Forse fa parte del destino di alcuni di noi, perdere qualcuno ancora prima di averlo.
Sedeva nel bar di una delle più grandi librerie di Tokyo, con lo sguardo perso verso un punto indefinito e un bicchiere di the freddo davanti ancora completamente pieno.
Il ghiaccio si stava sciogliendo lentamente, mischiandosi al liquido rossastro alla pesca e diluendolo in uno più incolore ed insapore.
A volte è proprio ciò che succede alla vita, il venir diluita da freddi ricordi di ghiaccio che la rendono a poco a poco insipida.

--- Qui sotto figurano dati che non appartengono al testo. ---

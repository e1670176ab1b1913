//! Registry REST client
//!
//! [`HttpRegistryClient`] implements `flowreg_core::RegistryApi` over HTTP.
//! It only issues requests and reports typed [`ApiError`]s; presenting errors
//! to the user is left to the application layer.
//!
//! [`ApiError`]: flowreg_core::ApiError

#![forbid(unsafe_code)]

mod client;
pub mod endpoints;

pub use client::HttpRegistryClient;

Si vergognava di sé stessa, ma spesso si ritrovava a pensare che forse era meglio non vivere affatto momenti indimenticabili perché, essendo tali, continueranno a scavare dentro di te fin quando non avranno corroso anche l’osso più resistente.
Forse fa parte del destino di alcuni di noi, perdere qualcuno ancora prima di averlo.

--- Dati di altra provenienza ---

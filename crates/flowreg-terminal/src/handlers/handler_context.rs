//! Shared handler context and console wiring.

use anyhow::{Context, Result};
use flowreg_app::{ConsoleCore, LocalExpiringStore};
use flowreg_client::HttpRegistryClient;
use flowreg_core::effects::{RegistryApi, StorageEffects};
use flowreg_core::ConsoleConfig;
use flowreg_effects::{FilesystemStorageHandler, MemoryStorageHandler, RealTimeHandler};
use std::sync::Arc;

/// What every handler needs: the console core and the resolved config.
#[derive(Debug, Clone)]
pub struct HandlerContext {
    core: ConsoleCore,
    config: ConsoleConfig,
}

impl HandlerContext {
    /// Context over an already wired console.
    pub fn new(core: ConsoleCore, config: ConsoleConfig) -> Self {
        Self { core, config }
    }

    /// Wire the HTTP client, the token store and the console core.
    ///
    /// The store doubles as the client's bearer token source.
    pub async fn connect(config: ConsoleConfig) -> Result<Self> {
        let storage: Arc<dyn StorageEffects> = match &config.store_path {
            Some(path) => Arc::new(
                FilesystemStorageHandler::open(path)
                    .await
                    .with_context(|| format!("opening store {}", path.display()))?,
            ),
            None => Arc::new(MemoryStorageHandler::new()),
        };
        let store = LocalExpiringStore::new(storage, Arc::new(RealTimeHandler::new()));

        let client = HttpRegistryClient::from_config(&config)?
            .with_token_provider(Arc::new(store.clone()));
        tracing::debug!(api = client.api_base(), "registry client ready");

        let api: Arc<dyn RegistryApi> = Arc::new(client);
        let core = ConsoleCore::new(api, store).with_buckets_check(config.buckets_permission_check);
        core.start().await;
        Ok(Self::new(core, config))
    }

    /// The console core.
    pub fn core(&self) -> &ConsoleCore {
        &self.core
    }

    /// Loaded configuration.
    pub fn config(&self) -> &ConsoleConfig {
        &self.config
    }

    /// Whether tokens survive this process.
    pub fn persists_tokens(&self) -> bool {
        self.config.store_path.is_some()
    }
}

Perché forse non l’aveva mai avuto, forse non era mai stato suo.
La vita l’aveva strattonato lontano da lei e lui si era lasciato trasportare senza porre alcun freno. Era stato sospinto via dalla marea degli eventi, ma a quanto pare sapeva nuotare.
Lei, invece, in quella marea ci stava affogando.


Mimi Tachikawa osservava la sua migliore amica da lontano con il cuore contratto.
Era in ritardo di qualche minuto al loro appuntamento ma quando l’aveva vista con quella espressione sul viso, ebbe ancora una volta la certezza di quello che nessuno aveva il coraggio di dire ad alta voce: Sora Takenouchi stava sopravvivendo e basta.
Facendosi coraggio –perché Mimi non poteva permettersi altrimenti davanti a lei,- le si avvicinò sfoderando uno dei suoi sorrisi.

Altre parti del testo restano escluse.